Mai Nguyen (University of California San Diego); Shreyas Anantha Ramaprasad (University of California San Diego); Jaspreet Kaur Bhamra (University of California San Diego); Siddhant Baldota (University of California San Diego); Garrison Cottrell (UC San Diego)

Paper PDF Slides PDF Recorded Talk NeurIPS 2022 Poster Topia Link Cite
Disaster Management and Relief Computer Vision & Remote Sensing

Abstract

Research has shown that climate change creates warmer temperatures and drier conditions, leading to longer wildfire seasons and increased wildfire risks in the United States. These factors have in turn led to increases in the frequency, extent, and severity of wildfires in recent years. Given the danger posed by wildland fires to people, property, wildlife, and the environment, there is an urgency to provide tools for effective wildfire management. Early detection of wildfires is essential to minimizing potentially catastrophic destruction.

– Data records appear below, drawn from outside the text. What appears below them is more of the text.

use anyhow::Result;
use derive_builder::Builder;
use indicatif::{MultiProgress, ProgressBar, ProgressStyle};
use serde::Serialize;
use std::collections::{HashMap, HashSet};
use std::fmt;
use std::future::Future;
use std::path::PathBuf;
use std::sync::Arc;
use std::time::{Duration, Instant};
use tokio::sync::mpsc;
use tracing::{info, warn};
use uuid::Uuid;

use super::checkpoint::{CheckpointStore, MemoryCheckpointStore, TableCheckpointStore};
use super::committer::{BatchCommitter, FileReport};
use crate::catalog::Catalog;
use crate::config::{DEFAULT_FLUSH_INTERVAL, DEFAULT_SCHEMA};
use crate::db::schema::truncate_table;
use crate::db::{ConstraintManager, ConstraintSnapshot, Pool};
use crate::error::LoaderError;
use crate::io::{FileMapper, SourceFile};
use crate::telemetry::{ProgressStats, TelemetryEvent};

/// Configuration for a vocabulary load
#[derive(Debug, Clone, Builder)]
#[builder(setter(into), build_fn(validate = "Self::validate"))]
pub struct LoadConfig {
    pub vocabulary_dir: PathBuf,
    /// Rows per committed batch
    #[builder(default = "DEFAULT_FLUSH_INTERVAL")]
    pub flush_interval: usize,
    #[builder(default = "true")]
    pub suspend_constraints: bool,
    #[builder(default = "true")]
    pub restore_constraints: bool,
    #[builder(default)]
    pub truncate_tables: bool,
    /// Only rows at positions below the cap are loaded
    #[builder(default)]
    pub max_rows_per_file: Option<u64>,
    #[builder(default = "true")]
    pub checkpointing: bool,
    #[builder(default = "DEFAULT_SCHEMA.to_string()")]
    pub schema: String,
    /// File stem -> table name, on top of the built-in overrides
    #[builder(default)]
    pub file_overrides: HashMap<String, String>,
    #[builder(default)]
    pub quiet: bool,
}

impl LoadConfigBuilder {
    fn validate(&self) -> Result<(), String> {
        if self.flush_interval == Some(0) {
            return Err("flush_interval must be at least 1".to_string());
        }
        if self.max_rows_per_file == Some(Some(0)) {
            return Err("max_rows_per_file must be at least 1".to_string());
        }
        Ok(())
    }
}

/// Result of a completed vocabulary load
#[derive(Debug, Serialize)]
pub struct LoadResult {
    pub run_id: String,
    /// Files with at least one row read by this run
    pub files_loaded: usize,
    /// Files the checkpoint showed as fully loaded
    pub files_skipped: usize,
    /// Files that matched no table
    pub unresolved_files: Vec<String>,
    pub rows_committed: u64,
    pub batches_committed: u64,
    pub duration: Duration,
    pub files: Vec<FileReport>,
}

/// Where a run stands with respect to the schema's constraints
#[derive(Debug, Clone, Copy, PartialEq, Eq)]
enum LoadPhase {
    Idle,
    ConstraintsSuspended,
    PerFileLoading,
    ConstraintsRestored,
    Done,
}

impl fmt::Display for LoadPhase {
    fn fmt(&self, f: &mut fmt::Formatter<'_>) -> fmt::Result {
        let name = match self {
            LoadPhase::Idle => "idle",
            LoadPhase::ConstraintsSuspended => "constraints-suspended",
            LoadPhase::PerFileLoading => "loading",
            LoadPhase::ConstraintsRestored => "constraints-restored",
            LoadPhase::Done => "done",
        };
        f.write_str(name)
    }
}

/// Drives a full run: suspend constraints, load every file, restore constraints
pub struct Orchestrator {
    pool: Pool,
    catalog: Arc<Catalog>,
}

impl Orchestrator {
    pub fn new(pool: Pool, catalog: Arc<Catalog>) -> Self {
        Self { pool, catalog }
    }

    /// Run a complete load
    ///
    /// Once constraints are suspended they are restored on every exit path:
    /// success, a failing file, or `shutdown` resolving mid-run. `shutdown` is
    /// watched from the start of the suspension; resolving during it lets the
    /// suspension finish, then skips loading. A load error takes precedence
    /// over a restore error; the latter is then only logged.
    pub async fn run_load<F>(&self, config: LoadConfig, shutdown: F) -> Result<LoadResult>
    where
        F: Future<Output = ()>,
    {
        let start_time = Instant::now();
        let run_id = Uuid::new_v4().to_string();
        info!(phase = %LoadPhase::Idle, run_id = %run_id, dir = %config.vocabulary_dir.display(), "Starting vocabulary load");
        tokio::pin!(shutdown);

        let mapper = FileMapper::new(Arc::clone(&self.catalog), &config.file_overrides);
        let discovery = mapper.discover(&config.vocabulary_dir).await?;
        info!(
            files = discovery.files.len(),
            unresolved = discovery.unresolved.len(),
            "Discovered vocabulary files"
        );

        let checkpoints = self.checkpoint_store(&config).await?;

        let manager = ConstraintManager::new(
            self.pool.clone(),
            Arc::clone(&self.catalog),
            config.schema.clone(),
        );
        let mut interrupted = false;
        let snapshot = if config.suspend_constraints {
            let suspend = Self::suspend(&manager);
            tokio::pin!(suspend);
            let snapshot = tokio::select! {
                biased;
                result = &mut suspend => result?,
                _ = &mut shutdown => {
                    warn!("Interrupted while suspending constraints, finishing the suspension first");
                    interrupted = true;
                    suspend.as_mut().await?
                }
            };
            Some(snapshot)
        } else {
            None
        };

        let (telemetry_tx, telemetry_rx) = mpsc::unbounded_channel::<TelemetryEvent>();
        let prog_jh = Self::setup_progress_tracking(&config, &discovery.files, telemetry_rx);

        let committer = BatchCommitter::new(
            self.pool.clone(),
            Arc::clone(&self.catalog),
            Arc::clone(&checkpoints),
            &config,
            telemetry_tx,
        );
        info!(phase = %LoadPhase::PerFileLoading, protocol = ?committer.protocol(), "Loading files");

        let outcome = if interrupted {
            Err(LoaderError::Interrupted.into())
        } else {
            tokio::select! {
                result = self.load_files(&committer, checkpoints.as_ref(), &discovery.files, &config) => result,
                _ = &mut shutdown => {
                    warn!("Interrupted, stopping load");
                    Err(LoaderError::Interrupted.into())
                }
            }
        };

        // Closes the telemetry channel
        drop(committer);
        if let Some(jh) = prog_jh {
            let _ = jh.await;
        }

        let restored = match &snapshot {
            Some(snapshot) if config.restore_constraints => {
                let restored = manager.restore(snapshot).await;
                if restored.is_ok() {
                    info!(phase = %LoadPhase::ConstraintsRestored, "Constraints restored");
                }
                restored
            }
            Some(_) => {
                warn!("Constraints were left suspended, run restore-constraints once the data is complete");
                Ok(())
            }
            None => Ok(()),
        };

        let reports = match (outcome, restored) {
            (Ok(reports), Ok(())) => reports,
            (Ok(_), Err(restore_err)) => return Err(restore_err),
            (Err(load_err), Err(restore_err)) => {
                warn!(error = %format!("{:#}", restore_err), "Failed to restore constraints after a failed load");
                return Err(load_err);
            }
            (Err(load_err), Ok(())) => return Err(load_err),
        };

        let result = LoadResult {
            run_id,
            files_loaded: reports.iter().filter(|r| !r.skipped).count(),
            files_skipped: reports.iter().filter(|r| r.skipped).count(),
            unresolved_files: discovery.unresolved,
            rows_committed: reports.iter().map(|r| r.rows_committed).sum(),
            batches_committed: reports.iter().map(|r| r.batches).sum(),
            duration: start_time.elapsed(),
            files: reports,
        };

        info!(
            phase = %LoadPhase::Done,
            files_loaded = result.files_loaded,
            files_skipped = result.files_skipped,
            rows = result.rows_committed,
            "Load complete in {:.2}s",
            result.duration.as_secs_f64()
        );

        Ok(result)
    }

    async fn checkpoint_store(&self, config: &LoadConfig) -> Result<Arc<dyn CheckpointStore>> {
        if !config.checkpointing {
            info!("Checkpointing disabled, every file starts from its first row");
            return Ok(Arc::new(MemoryCheckpointStore::new()));
        }

        let store = TableCheckpointStore::new(self.pool.clone(), &config.schema);
        store.ensure_table().await?;
        Ok(Arc::new(store))
    }

    /// Suspend constraints; a failing suspension has already put back what it dropped
    async fn suspend(manager: &ConstraintManager) -> Result<ConstraintSnapshot> {
        let snapshot = manager.suspend().await?;
        info!(phase = %LoadPhase::ConstraintsSuspended, "Constraints suspended");
        Ok(snapshot)
    }

    /// Load files in order, truncating each target table before its first file
    async fn load_files(
        &self,
        committer: &BatchCommitter,
        checkpoints: &dyn CheckpointStore,
        files: &[SourceFile],
        config: &LoadConfig,
    ) -> Result<Vec<FileReport>> {
        let mut truncated = HashSet::new();
        let mut reports = Vec::with_capacity(files.len());

        for file in files {
            if config.truncate_tables && truncated.insert(file.entity.clone()) {
                truncate_table(&self.pool, &config.schema, &file.entity).await?;
                checkpoints.reset_for_entity(&file.entity).await?;
            }
            reports.push(committer.load_file(file).await?);
        }

        Ok(reports)
    }

    /// Setup progress tracking with progress bars
    fn setup_progress_tracking(
        config: &LoadConfig,
        files: &[SourceFile],
        mut telemetry_rx: mpsc::UnboundedReceiver<TelemetryEvent>,
    ) -> Option<tokio::task::JoinHandle<()>> {
        if config.quiet {
            return None;
        }

        let multi_progress = MultiProgress::new();
        let total_rows: u64 = files.iter().map(|f| f.total_rows).sum();

        let file_bar = multi_progress.add(ProgressBar::new(files.len() as u64));
        file_bar.set_style(bar_style(
            "[{elapsed_precise}] Files: [{bar:30.cyan/blue}] {pos}/{len} {msg}",
        ));

        let rows_bar = multi_progress.add(ProgressBar::new(total_rows));
        rows_bar.set_style(bar_style(
            "[{elapsed_precise}] Rows:  [{bar:30.green/blue}] {human_pos}/{human_len} ({percent}%) | {per_sec}",
        ));

        let stats_bar = multi_progress.add(ProgressBar::new(0));
        stats_bar.set_style(bar_style("[{elapsed_precise}] Batch Time: {msg}"));

        Some(tokio::spawn(async move {
            let mut stats = ProgressStats::new();

            while let Some(event) = telemetry_rx.recv().await {
                stats.update(&event);

                file_bar.set_position((stats.files_completed + stats.files_skipped) as u64);
                file_bar.set_message(stats.file_message());
                rows_bar.set_position(stats.rows_seen);

                let (p50, p90, p99) = stats.get_percentiles();
                if let (Some(p50), Some(p90), Some(p99)) = (p50, p90, p99) {
                    stats_bar
                        .set_message(format!("p50: {}ms, p90: {}ms, p99: {}ms", p50, p90, p99));
                }
            }

            file_bar.finish_with_message("");
            rows_bar.finish();

            let (p50, p90, p99) = stats.get_percentiles();
            if let (Some(p50), Some(p90), Some(p99)) = (p50, p90, p99) {
                stats_bar
                    .finish_with_message(format!("p50: {}ms, p90: {}ms, p99: {}ms", p50, p90, p99));
            } else {
                stats_bar.finish();
            }
        }))
    }
}

fn bar_style(template: &str) -> ProgressStyle {
    ProgressStyle::with_template(template)
        .unwrap_or_else(|_| ProgressStyle::default_bar())
        .progress_chars("=>-")
}
//! Database layer - connection pooling, backend kinds, schema creation and constraint management

pub mod constraints;
pub mod pool;
pub mod schema;

pub use constraints::{ConstraintManager, ConstraintSnapshot};
pub use pool::{BackendKind, Pool, PoolConnection};
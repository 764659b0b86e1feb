//! Error conditions callers need to tell apart
//!
//! Everything else travels as a plain `anyhow::Error` with context attached.
//! These variants are wrapped in `anyhow::Error` as well and can be recovered
//! with `err.downcast_ref::<LoaderError>()`.

use std::path::PathBuf;

#[derive(Debug, thiserror::Error)]
pub enum LoaderError {
    #[error(
        "Unsupported database backend '{kind}'. Supported backends: postgres (postgres://...), sqlite (sqlite:...)"
    )]
    UnsupportedBackend { kind: String },

    #[error(
        "Cannot cast value in {file}:{line}, column '{column}'.\n\
         - Got: '{value}'\n\
         - Error: {reason}"
    )]
    Cast {
        file: String,
        line: u64,
        column: String,
        value: String,
        reason: String,
    },

    #[error("Column '{column}' in the header of {file} does not exist in table '{entity}'")]
    HeaderMismatch {
        file: String,
        column: String,
        entity: String,
    },

    #[error("{file}:{line} has {found} field(s), the header declares {expected}")]
    FieldCount {
        file: String,
        line: u64,
        expected: usize,
        found: usize,
    },

    #[error("Checkpoint for {file} would reach {committed} rows but the file only has {total}")]
    CheckpointOverflow {
        file: String,
        committed: u64,
        total: u64,
    },

    #[error("Failed to restore {} constraint(s):\n{}", failures.len(), failures.join("\n"))]
    ConstraintRestore { failures: Vec<String> },

    #[error("Vocabulary directory '{}' does not exist or is not a directory", path.display())]
    MissingDirectory { path: PathBuf },

    #[error("Load interrupted")]
    Interrupted,
}
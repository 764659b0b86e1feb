// Public API - the runner, plus the types its callers inspect
pub mod catalog;
pub mod error;
pub mod runner;

// Internal modules - organized by subsystem
mod config;
mod coordination;
mod db;
mod formats;
mod io;
mod telemetry;

#[cfg(test)]
mod integ_tests;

In this paper, we present our work on integrating multiple data sources in SmokeyNet, a deep learning model using spatio-temporal information to detect smoke from wildland fires. Camera image data is integrated with weather sensor measurements and processed by SmokeyNet to create a multimodal wildland fire smoke detection system. Our results show that incorporating multimodal data in SmokeyNet improves performance in terms of both F1 and time-to-detection over the baseline with a single data source. With a time-to-detection of only a few minutes, SmokeyNet can serve as an automated early notification system, providing a useful tool in the fight against destructive wildfires.